# im as new as you can get



## torence20 (Nov 30, 2015)

hey guys not only am i new to the forum but i have never smoked a single thing in my life nor have i tried, thats about to change.. well im from illinois and i just purchased a masterbuilt 30 lp 2 door smoker after much deliberation and reading i am fully aware of the mods that i will need to do to make it useable i have also purchased a pair of silicone glove some man meat pork shreading claws and a maverick wireless thermometer so once its all thrown off the truck i can start this voyage lol ive been reading so many post i think my eyes are gonna start bleeding. anyone suggest something easy to start off with that will taste amazing? im open to any kind of meat. im hoping if i can make the first one come out pretty good i will stick it out and keep trying knowing there is light at the end of the tunnel


----------



## dukeburger (Nov 30, 2015)

Welcome to SMF,

Looks like you're ready to rock n' roll.

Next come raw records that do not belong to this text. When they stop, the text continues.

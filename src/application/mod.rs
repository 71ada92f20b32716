// src/application/mod.rs
pub mod dto;
pub mod service;
pub mod usecase;
// src/domain/repository/mod.rs
// Repository and collaborator interfaces for the booking/wallet core.

use async_trait::async_trait;
use chrono::NaiveDate;
use serde::Serialize;

use crate::domain::booking::{Booking, BookingStatus};
use crate::domain::errors::DomainResult;
use crate::domain::money::Money;
use crate::domain::wallet::{Wallet, WalletTransaction};

/// Page request. Defaults to the first page of 20 items.
#[derive(Debug, Clone, Copy)]
pub struct Pagination {
    pub page: usize,
    pub limit: usize,
}

impl Pagination {
    pub fn new(page: usize, limit: usize) -> Self {
        Self {
            page: page.max(1),
            limit: limit.max(1),
        }
    }

    pub fn offset(&self) -> usize {
        (self.page - 1) * self.limit
    }
}

impl Default for Pagination {
    fn default() -> Self {
        Self { page: 1, limit: 20 }
    }
}

#[derive(Debug, Clone, Serialize)]
pub struct Page<T> {
    pub items: Vec<T>,
    pub total: usize,
    pub page: usize,
    pub limit: usize,
}

#[derive(Debug, Clone, Default)]
pub struct BookingSearchFilters {
    pub customer_id: Option<String>,
    pub provider_id: Option<String>,
    pub status: Option<BookingStatus>,
    pub from_date: Option<NaiveDate>,
    pub to_date: Option<NaiveDate>,
}

/// Saving an aggregate enforces optimistic concurrency: the stored version
/// must match the version the aggregate was loaded at, otherwise the save
/// fails with a conflict and the caller's decision is stale.
#[async_trait]
pub trait BookingRepository {
    async fn find_by_id(&self, id: &str) -> DomainResult<Option<Booking>>;
    async fn search(
        &self,
        filters: &BookingSearchFilters,
        pagination: Pagination,
    ) -> DomainResult<Page<Booking>>;
    async fn save(&self, booking: &Booking) -> DomainResult<()>;
    /// Administrative escape hatch; business logic never deletes bookings.
    async fn delete(&self, id: &str) -> DomainResult<()>;
}

#[async_trait]
pub trait WalletRepository {
    async fn find_by_id(&self, id: &str) -> DomainResult<Option<Wallet>>;
    async fn find_by_user_id(&self, user_id: &str) -> DomainResult<Option<Wallet>>;
    async fn exists(&self, user_id: &str) -> DomainResult<bool>;
    async fn save(&self, wallet: &Wallet) -> DomainResult<()>;
}

#[async_trait]
pub trait WalletTransactionRepository {
    async fn find_by_wallet_id(
        &self,
        wallet_id: &str,
        pagination: Pagination,
    ) -> DomainResult<Vec<WalletTransaction>>;
    async fn count_by_wallet_id(&self, wallet_id: &str) -> DomainResult<usize>;
    async fn find_by_reference(
        &self,
        reference_type: &str,
        reference_id: &str,
    ) -> DomainResult<Vec<WalletTransaction>>;
    async fn save(&self, transaction: &WalletTransaction) -> DomainResult<()>;
}

/// Reservation held against a location's calendar. Released when the
/// booking that holds it is cancelled.
#[derive(Debug, Clone)]
pub struct TimeSlot {
    pub id: String,
    pub location_id: String,
    pub date: NaiveDate,
    pub start_time: String,
    pub end_time: String,
    booking_id: Option<String>,
}

impl TimeSlot {
    pub fn reserved(
        id: &str,
        location_id: &str,
        date: NaiveDate,
        start_time: &str,
        end_time: &str,
        booking_id: &str,
    ) -> Self {
        Self {
            id: id.to_string(),
            location_id: location_id.to_string(),
            date,
            start_time: start_time.to_string(),
            end_time: end_time.to_string(),
            booking_id: Some(booking_id.to_string()),
        }
    }

    pub fn booking_id(&self) -> Option<&str> {
        self.booking_id.as_deref()
    }

    pub fn release(&mut self) {
        self.booking_id = None;
    }
}

#[async_trait]
pub trait TimeSlotRepository {
    async fn find_by_location_and_date(
        &self,
        location_id: &str,
        date: NaiveDate,
    ) -> DomainResult<Vec<TimeSlot>>;
    async fn save(&self, slot: &TimeSlot) -> DomainResult<()>;
}

// Catalog collaborator types. Ownership and activity checks for booking
// creation happen against these; the catalog itself is maintained outside
// this core.

#[derive(Debug, Clone)]
pub struct Provider {
    pub id: String,
    pub active: bool,
    pub supports_home_service: bool,
}

#[derive(Debug, Clone)]
pub struct Location {
    pub id: String,
    pub provider_id: String,
}

#[derive(Debug, Clone)]
pub struct CatalogService {
    pub id: String,
    pub provider_id: String,
    pub name: String,
    pub price: Money,
    pub duration_minutes: i64,
    pub active: bool,
}

#[async_trait]
pub trait ProviderCatalog {
    async fn find_provider(&self, id: &str) -> DomainResult<Option<Provider>>;
    async fn find_location(&self, id: &str) -> DomainResult<Option<Location>>;
    async fn find_service(&self, id: &str) -> DomainResult<Option<CatalogService>>;
}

Congrats on the purchase of your new toys.. ahem, tools.

A pork butt is always a good starter and pretty hard to mess up if you're looking to do a long smoke. Then you can put those bear claws to work!! 

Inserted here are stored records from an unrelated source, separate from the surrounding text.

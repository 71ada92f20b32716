// src/application/dto.rs
// Commands, read-side projections and the application error type.

use chrono::{DateTime, NaiveDate, Utc};
use serde::Serialize;
use thiserror::Error;

use crate::domain::booking::{Booking, BookingService, BookingStatus};
use crate::domain::errors::DomainError;
use crate::domain::money::Money;
use crate::domain::wallet::{TransactionType, Wallet, WalletTransaction};

pub use crate::domain::repository::{Page, Pagination};

/// Use cases add caller context but never reinterpret domain errors, so
/// the domain taxonomy passes through unchanged.
#[derive(Error, Debug)]
pub enum ApplicationError {
    #[error(transparent)]
    Domain(#[from] DomainError),
}

impl ApplicationError {
    pub fn is_conflict(&self) -> bool {
        matches!(self, ApplicationError::Domain(DomainError::Conflict(_)))
    }

    pub fn is_not_found(&self) -> bool {
        matches!(self, ApplicationError::Domain(DomainError::NotFound(_)))
    }

    pub fn is_validation(&self) -> bool {
        matches!(self, ApplicationError::Domain(DomainError::Validation(_)))
    }
}

pub type ApplicationResult<T> = Result<T, ApplicationError>;

impl From<ApplicationError> for crate::domain::errors::AppError {
    fn from(err: ApplicationError) -> Self {
        match err {
            ApplicationError::Domain(e) => crate::domain::errors::AppError::Domain(e),
        }
    }
}

#[derive(Debug, Clone)]
pub struct CreateBookingCommand {
    pub customer_id: String,
    pub provider_id: String,
    pub location_id: String,
    pub staff_id: Option<String>,
    pub scheduled_date: NaiveDate,
    pub start_time: String,
    pub service_ids: Vec<String>,
    pub is_home_service: bool,
    pub service_address: Option<String>,
    pub customer_phone: Option<String>,
    pub customer_email: Option<String>,
    pub notes: Option<String>,
}

#[derive(Debug, Clone)]
pub struct CancelBookingCommand {
    pub booking_id: String,
    pub actor_id: String,
    pub reason: String,
}

#[derive(Debug, Clone)]
pub struct RescheduleBookingCommand {
    pub booking_id: String,
    pub actor_id: String,
    pub new_date: NaiveDate,
    pub new_start_time: String,
}

/// Transitions an administrator may force. Legality is still decided by
/// the booking state machine.
#[derive(Debug, Clone, Copy, PartialEq, Eq)]
pub enum ForcedTransition {
    Confirm,
    Start,
    Complete,
}

#[derive(Debug, Clone, Serialize)]
pub struct BookingServiceView {
    pub id: String,
    pub service_id: String,
    pub service_name: String,
    pub price: Money,
    pub duration_minutes: i64,
}

#[derive(Debug, Clone, Serialize)]
pub struct BookingView {
    pub id: String,
    pub customer_id: String,
    pub provider_id: String,
    pub location_id: String,
    pub staff_id: Option<String>,
    pub status: BookingStatus,
    pub scheduled_date: NaiveDate,
    pub start_time: String,
    pub end_time: String,
    pub total_amount: Money,
    pub paid_amount: Money,
    pub currency: String,
    pub is_home_service: bool,
    pub service_address: Option<String>,
    pub customer_phone: Option<String>,
    pub customer_email: Option<String>,
    pub notes: Option<String>,
    pub cancelled_by: Option<String>,
    pub cancellation_reason: Option<String>,
    pub confirmed_at: Option<DateTime<Utc>>,
    pub started_at: Option<DateTime<Utc>>,
    pub completed_at: Option<DateTime<Utc>>,
    pub cancelled_at: Option<DateTime<Utc>>,
    pub created_at: DateTime<Utc>,
    pub updated_at: DateTime<Utc>,
    pub services: Vec<BookingServiceView>,
}

impl From<&BookingService> for BookingServiceView {
    fn from(item: &BookingService) -> Self {
        Self {
            id: item.id.clone(),
            service_id: item.service_id.clone(),
            service_name: item.service_name.clone(),
            price: item.price.clone(),
            duration_minutes: item.duration_minutes,
        }
    }
}

impl From<&Booking> for BookingView {
    fn from(booking: &Booking) -> Self {
        Self {
            id: booking.id().to_string(),
            customer_id: booking.customer_id().to_string(),
            provider_id: booking.provider_id().to_string(),
            location_id: booking.location_id().to_string(),
            staff_id: booking.staff_id().map(str::to_string),
            status: booking.status(),
            scheduled_date: booking.scheduled_date(),
            start_time: booking.start_time().to_string(),
            end_time: booking.end_time().to_string(),
            total_amount: booking.total_amount().clone(),
            paid_amount: booking.paid_amount().clone(),
            currency: booking.currency().to_string(),
            is_home_service: booking.is_home_service(),
            service_address: booking.service_address().map(str::to_string),
            customer_phone: booking.customer_phone().map(str::to_string),
            customer_email: booking.customer_email().map(str::to_string),
            notes: booking.notes().map(str::to_string),
            cancelled_by: booking.cancelled_by().map(str::to_string),
            cancellation_reason: booking.cancellation_reason().map(str::to_string),
            confirmed_at: booking.confirmed_at(),
            started_at: booking.started_at(),
            completed_at: booking.completed_at(),
            cancelled_at: booking.cancelled_at(),
            created_at: booking.created_at(),
            updated_at: booking.updated_at(),
            services: booking.services().iter().map(Into::into).collect(),
        }
    }
}

#[derive(Debug, Clone, Serialize)]
pub struct WalletView {
    pub id: String,
    pub user_id: String,
    pub balance: Money,
    pub created_at: DateTime<Utc>,
    pub updated_at: DateTime<Utc>,
}

impl From<&Wallet> for WalletView {
    fn from(wallet: &Wallet) -> Self {
        Self {
            id: wallet.id().to_string(),
            user_id: wallet.user_id().to_string(),
            balance: wallet.balance().clone(),
            created_at: wallet.created_at(),
            updated_at: wallet.updated_at(),
        }
    }
}

#[derive(Debug, Clone, Serialize)]
pub struct WalletTransactionView {
    pub id: String,
    pub wallet_id: String,
    pub transaction_type: TransactionType,
    pub amount: Money,
    pub balance_after: Money,
    pub reference_type: Option<String>,
    pub reference_id: Option<String>,
    pub description: String,
    pub created_at: DateTime<Utc>,
}

impl From<&WalletTransaction> for WalletTransactionView {
    fn from(tx: &WalletTransaction) -> Self {
        Self {
            id: tx.id().to_string(),
            wallet_id: tx.wallet_id().to_string(),
            transaction_type: tx.transaction_type(),
            amount: tx.amount().clone(),
            balance_after: tx.balance_after().clone(),
            reference_type: tx.reference_type().map(str::to_string),
            reference_id: tx.reference_id().map(str::to_string),
            description: tx.description().to_string(),
            created_at: tx.created_at(),
        }
    }
}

Whatever you choose, good luck, keep us posted with pics! Glad to have you on board.


----------



## one eyed jack (Nov 30, 2015)

Welcome to thew site and to the smoking hobby.  Sounds like your going to be pretty well outfitted once that truck arrives. 

I usually go with chicken for my first smoke on a new smoker.  Often you early troubles with a new smoker is in keeping temps down.  Chicken is cheap and forgiving and will give you a chance to get to know the smoker,  thermometer and so on with little stress.

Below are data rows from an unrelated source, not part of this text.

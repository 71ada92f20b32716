// src/application/usecase/booking_usecase.rs
// Booking lifecycle use cases: sequencing of booking-state changes with
// wallet payments and refunds.
//
// Money is persisted before booking state in the paired flows. A confirm or
// cancel that fails between the two writes can be retried: existing
// payment/refund transactions referencing the booking are detected through
// the ledger and never applied twice.

use std::sync::Arc;

use async_trait::async_trait;
use chrono::{Duration, NaiveTime, Utc};
use uuid::Uuid;

use crate::application::dto::{
    ApplicationResult, BookingView, CancelBookingCommand, CreateBookingCommand, ForcedTransition,
    Page, Pagination, RescheduleBookingCommand,
};
use crate::application::service::EventDispatcher;
use crate::domain::booking::{Booking, BookingService, BookingStatus, NewBooking, RefundPolicy};
use crate::domain::errors::{DomainError, DomainResult};
use crate::domain::event::{DomainEvent, WalletEvent};
use crate::domain::money::Money;
use crate::domain::repository::{
    BookingRepository, BookingSearchFilters, ProviderCatalog, TimeSlotRepository,
    WalletRepository, WalletTransactionRepository,
};
use crate::domain::wallet::{TransactionType, BOOKING_REFERENCE};

const TIME_FORMAT: &str = "%H:%M";

/// Booking lifecycle use case
#[async_trait]
pub trait BookingLifecycleUseCase {
    async fn create_booking(&self, cmd: CreateBookingCommand) -> ApplicationResult<BookingView>;
    async fn confirm_booking(
        &self,
        booking_id: &str,
        actor_id: &str,
    ) -> ApplicationResult<BookingView>;
    async fn start_booking(
        &self,
        booking_id: &str,
        actor_id: &str,
    ) -> ApplicationResult<BookingView>;
    async fn complete_booking(
        &self,
        booking_id: &str,
        actor_id: &str,
    ) -> ApplicationResult<BookingView>;
    async fn cancel_booking(&self, cmd: CancelBookingCommand) -> ApplicationResult<BookingView>;
    async fn reschedule_booking(
        &self,
        cmd: RescheduleBookingCommand,
    ) -> ApplicationResult<BookingView>;
    async fn admin_cancel_booking(
        &self,
        booking_id: &str,
        admin_id: &str,
        reason: &str,
    ) -> ApplicationResult<BookingView>;
    async fn admin_force_status(
        &self,
        booking_id: &str,
        admin_id: &str,
        transition: ForcedTransition,
    ) -> ApplicationResult<BookingView>;
    async fn get_booking(&self, booking_id: &str) -> ApplicationResult<BookingView>;
    async fn search_bookings(
        &self,
        filters: BookingSearchFilters,
        pagination: Pagination,
    ) -> ApplicationResult<Page<BookingView>>;
}

pub struct BookingManager {
    bookings: Arc<dyn BookingRepository + Send + Sync>,
    wallets: Arc<dyn WalletRepository + Send + Sync>,
    transactions: Arc<dyn WalletTransactionRepository + Send + Sync>,
    time_slots: Arc<dyn TimeSlotRepository + Send + Sync>,
    catalog: Arc<dyn ProviderCatalog + Send + Sync>,
    dispatcher: Arc<dyn EventDispatcher + Send + Sync>,
    refund_policy: RefundPolicy,
}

Best luck and enjoy your new smoker.


----------



## bmudd14474 (Nov 30, 2015)

Welcome to SMF. Id recommend to start with the http://www.smoking-meat.com/smoking-basics-ecourse

This will help alot. As for a first try I would say try something simple like a pork product or chicken.


----------



## mike5051 (Nov 30, 2015)

Welcome to the forum!  Have fun with your new equipment.  I agree with the chicken or pork butt suggestions.  The butt will require a bit of time in the smoker, chicken requires less time but higher temps for a crispy skin.  Either one is a fine choice for a first smoke.

Mike


----------



## sawinredneck (Nov 30, 2015)

Hard to beat chicken to start with, but this time of year a turkey is worth consideration as well! A buddy showed up last Tuesday (surprise!) with a 12lber, I ran to the store and grabbed a 6lb breast. Stupid easy smoke! He injected them, not needed, foil pans with broth and broth poured inside them and they were done in five hours. Pit temp 250ish and 183-185 internal temp.
As long as you don't under cook it, it's pretty hard to pull anything off a smoker you can't still eat! Just keep it fun and don't rush anything! That's the hardest thing with smoking, it's done when it's done, not when the guests want to eat it!


----------



## bauchjw (Nov 30, 2015)

Welcome! Congrats on new purchase! I recommend pork butt, bone in, because I think it is more forgiving than anything else and gives a huge ego boost. I disagree with chicken/birds. We have too many memories of good or bad bird to not get caught in the experience and they dy up easy. Pork butt with decent rub and finishing sauce is easy on MES and when others taste it they are blown away! Chicken..,well easy to dry out and gave people give u polite smiles. We all smoke for different reasons, but most I know personally honestly just like a craft that makes others happy! Good luck!


----------



## torence20 (Dec 1, 2015)

thanks for all the welcomes, and insight i think i will go with a pork butt for the first shot. any specific rub that is better then the rest?


----------



## dukeburger (Dec 1, 2015)

torence20 said:


> thanks for all the welcomes, and insight i think i will go with a pork butt for the first shot. any specific rub that is better then the rest?


Jeff's Rub is always a good one. Also real versitile. The sauce is great too!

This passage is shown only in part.